The Chinese currency has strengthened nearly 11 percent against the dollar over the past 12 months. The shore-traded renminbi was little changed at Rmb6.3696 per greenback on Tuesday, but analysts said more currency market intervention was likely.
“This move aims to slow the rapid appreciation of the onshore renminbi by reducing [foreign currency] liquidity in the system, ”said Becky Liu, Chinese macro-strategist at Standard Chartered, who estimated that the increase would undermine about $ 20 billion in liquidity in the country’s forex market.
The requirement will restrict the domestic supply of foreign currency, making it more difficult to use dollars to buy renminbi onshore, which could alleviate demand for the Chinese currency.
“PBoC action highlighted its stance against the rapid appreciation of the renminbi and the indices [at] more steps to come, ”said Ken Cheung, chief Asian currency strategist at Mizuho Bank.
However, some policymakers in China have argued for a stronger renminbi. A PBoC official wrote an editorial this month, which was later deleted, saying the central bank should allow the currency to appreciate to counter soaring global commodity prices. A stronger Chinese currency could make its imports of foreign raw materials cheaper.
Rising commodity prices pushed up ex-factory prices in China and fueled fears of inflation. A cabinet meeting chaired by Premier Li Keqiang last month said steps should be taken to stop inflation in producer prices, which rose 6.8% in April, spilling over into inflation. consumer prices, which remains low. Producer prices fell for most of 2020.

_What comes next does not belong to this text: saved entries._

use std::sync::OnceLock;

use ratatui::style::Color;

// Centralized theme colors. RGB values degrade to the xterm 256-color cube
// when the terminal does not advertise truecolor support.

fn truecolor() -> bool {
    static TRUECOLOR: OnceLock<bool> = OnceLock::new();
    *TRUECOLOR.get_or_init(|| {
        std::env::var("COLORTERM")
            .map(|value| value.contains("truecolor") || value.contains("24bit"))
            .unwrap_or(false)
    })
}

pub fn rgb(r: u8, g: u8, b: u8) -> Color {
    if truecolor() {
        Color::Rgb(r, g, b)
    } else {
        Color::Indexed(cube_index(r, g, b))
    }
}

fn cube_index(r: u8, g: u8, b: u8) -> u8 {
    let level = |v: u8| -> u8 {
        if v < 48 {
            0
        } else if v < 115 {
            1
        } else {
            (v - 35) / 40
        }
    };
    16 + 36 * level(r) + 6 * level(g) + level(b)
}

// Desktop
pub fn desktop_bg() -> Color {
    rgb(28, 36, 58)
}
pub fn desktop_pattern() -> Color {
    rgb(44, 54, 82)
}
pub fn menu_bar_bg() -> Color {
    rgb(232, 232, 236)
}
pub fn menu_bar_fg() -> Color {
    Color::Black
}

// Dock
pub fn dock_bg() -> Color {
    rgb(60, 64, 76)
}
pub fn dock_fg() -> Color {
    Color::White
}
pub fn dock_running() -> Color {
    rgb(120, 200, 255)
}
pub fn dock_external() -> Color {
    rgb(190, 190, 200)
}

// Windows
pub fn window_bg() -> Color {
    rgb(248, 248, 250)
}
pub fn window_fg() -> Color {
    Color::Black
}
pub fn window_muted_fg() -> Color {
    rgb(120, 120, 130)
}
pub fn window_border() -> Color {
    rgb(150, 150, 160)
}
pub fn window_border_focused() -> Color {
    rgb(0, 122, 255)
}
pub fn title_bar_bg() -> Color {
    rgb(214, 214, 220)
}
pub fn title_bar_inactive_bg() -> Color {
    rgb(236, 236, 240)
}
pub fn title_bar_fg() -> Color {
    rgb(40, 40, 48)
}
pub fn traffic_close() -> Color {
    rgb(255, 95, 86)
}
pub fn traffic_minimize() -> Color {
    rgb(255, 189, 46)
}
pub fn traffic_zoom() -> Color {
    rgb(39, 201, 63)
}

// Content
pub fn accent() -> Color {
    rgb(0, 122, 255)
}
pub fn accent_fg() -> Color {
    Color::White
}
pub fn sidebar_bg() -> Color {
    rgb(236, 236, 240)
}
pub fn bubble_owner_bg() -> Color {
    rgb(229, 229, 234)
}
pub fn bubble_owner_fg() -> Color {
    rgb(28, 28, 30)
}
pub fn bubble_visitor_bg() -> Color {
    rgb(0, 122, 255)
}
pub fn bubble_visitor_fg() -> Color {
    Color::White
}
pub fn selection_bg() -> Color {
    rgb(255, 214, 102)
}
pub fn field_bg() -> Color {
    Color::White
}
pub fn error_fg() -> Color {
    rgb(215, 38, 61)
}
pub fn warning_fg() -> Color {
    rgb(200, 120, 0)
}
pub fn info_fg() -> Color {
    rgb(40, 140, 70)
}
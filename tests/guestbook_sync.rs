use std::io;
use std::sync::{Arc, Mutex};

use pretty_assertions::assert_eq;
use serde_json::json;
use term_desk::guestbook::model::normalize_comment;
use term_desk::guestbook::{
    Comment, CommentsApi, GuestbookError, GuestbookSync, InlineSpawner, MemoryCommentsApi,
    NewComment, Spawner, StatusKind, SyncUpdate,
};

type Job = Box<dyn FnOnce() + Send + 'static>;

/// Holds jobs until the test releases them, to model slow responses.
#[derive(Default)]
struct ManualSpawner {
    jobs: Mutex<Vec<Job>>,
}

impl ManualSpawner {
    fn run_all(&self) -> usize {
        let jobs: Vec<Job> = std::mem::take(&mut *self.jobs.lock().unwrap());
        let count = jobs.len();
        for job in jobs {
            job();
        }
        count
    }
}

impl Spawner for ManualSpawner {
    fn spawn(&self, job: Job) -> io::Result<()> {
        self.jobs.lock().unwrap().push(job);
        Ok(())
    }
}

fn mounted(api: Arc<MemoryCommentsApi>) -> GuestbookSync {
    let mut sync = GuestbookSync::new(api, Arc::new(InlineSpawner));
    sync.mount();
    sync.poll();
    sync
}

fn texts(sync: &GuestbookSync) -> Vec<String> {
    sync.comments()
        .into_iter()
        .filter(|comment| !comment.is_welcome())
        .map(|comment| format!("{}: {}", comment.name, comment.text))
        .collect()
}

fn seed(api: &MemoryCommentsApi, name: &str, message: &str) -> String {
    api.create(&NewComment::new(name, message).unwrap(), None)
        .unwrap()
        .id
}

#[test]
fn posted_comment_appears_once_and_survives_refetch() {
    let api = Arc::new(MemoryCommentsApi::new());
    let mut sync = mounted(api.clone());
    assert!(sync.submit("A", "hi", None));
    sync.poll();
    assert_eq!(texts(&sync), vec!["A: hi"]);

    sync.refresh();
    assert_eq!(sync.poll(), vec![SyncUpdate::Loaded(1)]);
    assert_eq!(texts(&sync), vec!["A: hi"]);
}

#[test]
fn session_comment_is_kept_while_server_lags() {
    let api = Arc::new(MemoryCommentsApi::new());
    let mut sync = mounted(api.clone());
    sync.submit("A", "hi", None);
    sync.poll();
    let id = api.stored()[0].id.clone();

    api.unlist(&id);
    sync.refresh();
    sync.poll();
    assert_eq!(texts(&sync), vec!["A: hi"]);

    api.relist(&id);
    seed(&api, "B", "later");
    sync.refresh();
    sync.poll();
    assert_eq!(texts(&sync), vec!["A: hi", "B: later"]);
}

#[test]
fn delete_that_finds_nothing_still_removes_locally() {
    let api = Arc::new(MemoryCommentsApi::new().with_owner_secret("k"));
    let id = seed(&api, "B", "bye");
    let mut sync = mounted(api.clone());
    api.fail_deletes_with(Some(404));
    assert!(sync.delete(&id, "k".into()));
    assert_eq!(sync.poll(), vec![SyncUpdate::Deleted(id.clone())]);
    assert!(texts(&sync).is_empty());
}

#[test]
fn server_error_on_delete_tombstones_and_warns() {
    let api = Arc::new(MemoryCommentsApi::new().with_owner_secret("k"));
    let id = seed(&api, "B", "bye");
    let mut sync = mounted(api.clone());
    api.fail_deletes_with(Some(500));
    sync.delete(&id, "k".into());
    assert_eq!(sync.poll(), vec![SyncUpdate::Tombstoned(id.clone())]);
    assert!(sync.is_tombstoned(&id));
    assert_eq!(sync.status().map(|status| status.kind), Some(StatusKind::Warning));
    assert!(texts(&sync).is_empty());

    // The comment is still on the server, but stays hidden.
    sync.refresh();
    sync.poll();
    assert_eq!(api.stored().len(), 1);
    assert!(texts(&sync).is_empty());
}

#[test]
fn rejected_secret_keeps_the_comment() {
    let api = Arc::new(MemoryCommentsApi::new().with_owner_secret("k"));
    let id = seed(&api, "B", "bye");
    let mut sync = mounted(api.clone());
    sync.delete(&id, "wrong".into());
    assert_eq!(sync.poll(), vec![SyncUpdate::DeleteRejected(id)]);
    assert_eq!(texts(&sync), vec!["B: bye"]);
    assert_eq!(sync.status().map(|status| status.kind), Some(StatusKind::Error));
}

#[test]
fn response_after_unmount_is_discarded() {
    let api = Arc::new(MemoryCommentsApi::new());
    seed(&api, "B", "early");
    let spawner = Arc::new(ManualSpawner::default());
    let mut sync = GuestbookSync::new(api.clone(), spawner.clone());

    sync.mount();
    assert!(sync.is_loading());
    sync.unmount();
    assert_eq!(spawner.run_all(), 1);
    assert!(sync.poll().is_empty());
    assert!(texts(&sync).is_empty());

    sync.mount();
    assert_eq!(spawner.run_all(), 1);
    assert_eq!(sync.poll(), vec![SyncUpdate::Loaded(1)]);
    assert_eq!(texts(&sync), vec!["B: early"]);
}

#[test]
fn late_post_after_remount_is_not_applied() {
    let api = Arc::new(MemoryCommentsApi::new());
    let spawner = Arc::new(ManualSpawner::default());
    let mut sync = GuestbookSync::new(api.clone(), spawner.clone());
    sync.mount();
    spawner.run_all();
    sync.poll();

    sync.submit("A", "slow", None);
    sync.unmount();
    sync.mount();
    // The stale post and the fresh fetch both run now; only the fetch lands.
    assert_eq!(spawner.run_all(), 2);
    let updates = sync.poll();
    assert_eq!(updates.len(), 1);
    assert!(matches!(updates[0], SyncUpdate::Loaded(_)));
    assert!(!sync.is_submitting());
}

/// Server that stores comments in the plain wire shape, with no owner flag.
#[derive(Default)]
struct EchoApi {
    stored: Mutex<Vec<serde_json::Value>>,
}

impl CommentsApi for EchoApi {
    fn list(&self) -> Result<Vec<Comment>, GuestbookError> {
        Ok(self
            .stored
            .lock()
            .unwrap()
            .iter()
            .filter_map(normalize_comment)
            .collect())
    }

    fn create(&self, comment: &NewComment, _secret: Option<&str>) -> Result<Comment, GuestbookError> {
        let mut stored = self.stored.lock().unwrap();
        let payload = json!({
            "id": stored.len() + 1,
            "name": comment.name,
            "message": comment.message,
            "created_at": "2024-01-09T09:41:00Z",
        });
        stored.push(payload.clone());
        normalize_comment(&payload)
            .ok_or_else(|| GuestbookError::InvalidPayload("echo payload".into()))
    }

    fn delete(&self, _id: &str, _secret: &str) -> Result<(), GuestbookError> {
        Ok(())
    }
}

#[test]
fn owner_post_stays_owner_when_server_omits_the_flag() {
    let mut sync = GuestbookSync::new(Arc::new(EchoApi::default()), Arc::new(InlineSpawner));
    sync.mount();
    sync.poll();
    assert!(sync.submit("Owner", "welcome aboard", Some("k".into())));
    assert!(sync.comments().iter().any(|c| c.id == "pending-1" && c.is_owner));

    sync.poll();
    let posted: Vec<Comment> = sync.comments().into_iter().filter(|c| !c.is_welcome()).collect();
    assert_eq!(posted.len(), 1);
    assert!(posted[0].is_owner);
    assert_eq!(sync.visitor_count(), 0);

    sync.refresh();
    sync.poll();
    assert!(sync.comments().iter().all(|c| c.is_owner));
    assert_eq!(sync.visitor_count(), 0);

    sync.submit("Guest", "hello", None);
    sync.poll();
    assert_eq!(sync.visitor_count(), 1);
}
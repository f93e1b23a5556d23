//! OnText: select text, press F3, pick an action from the panel.

use std::time::{Duration, Instant};

use crossterm::event::{Event, KeyCode, KeyEventKind, KeyModifiers, MouseButton, MouseEventKind};
use ratatui::layout::Rect;
use ratatui::style::{Modifier, Style};
use ratatui::widgets::{Block, BorderType, Borders, Clear};

use super::{
    AppResponse, HostedApp, close_control_rect, left_click, render_window_controls,
    window_controls_rect,
};
use crate::components::ComponentContext;
use crate::theme;
use crate::ui::{UiFrame, safe_set_string, wrap_text};
use crate::window::rect_contains;

pub const SENTENCE: &str = "Select this sentence, then press F3.";
const HINT: &str = "Select the text above to see the OnText action panel.";

pub const INTRO_INTERVAL: Duration = Duration::from_millis(3200);

const PANEL_WIDTH: u16 = 32;
const PANEL_HEIGHT: u16 = ACTIONS.len() as u16 + 2;
const PANEL_MARGIN: i32 = 1;
const PANEL_OFFSET: i32 = 1;
const RIGHT_PANE_WIDTH: u16 = 30;

const QUICK_START_KEYS: [&str; 8] = ["F3", "q", "w", "e", "r", "t", "a", "s"];
const INTEGRATIONS: [&str; 4] = ["BYOK", "DeepL", "Shortcuts", "Shell/AppleScript"];

#[derive(Debug, Clone, Copy, PartialEq, Eq)]
pub struct TextAction {
    pub shortcut: char,
    pub label: &'static str,
    pub media: &'static str,
    pub description: &'static str,
}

There are also signs that China’s strong economic recovery from Covid-19 is cooling off. On a quarterly basis, the economy grew only 0.6% in the first three months of the year, according to the National Bureau of Statistics, well below expectations.
Chinese exports, which theoretically benefit from a weak renminbi, have exploded over the past year despite the currency strengthening. Exports rose 32% year on year in dollars in April, reflecting China’s dominance in world trade given its rapid recovery from the pandemic.
However, “the general strength of the renminbi is likely to undermine the competitiveness of China’s export sector,” Cheung added.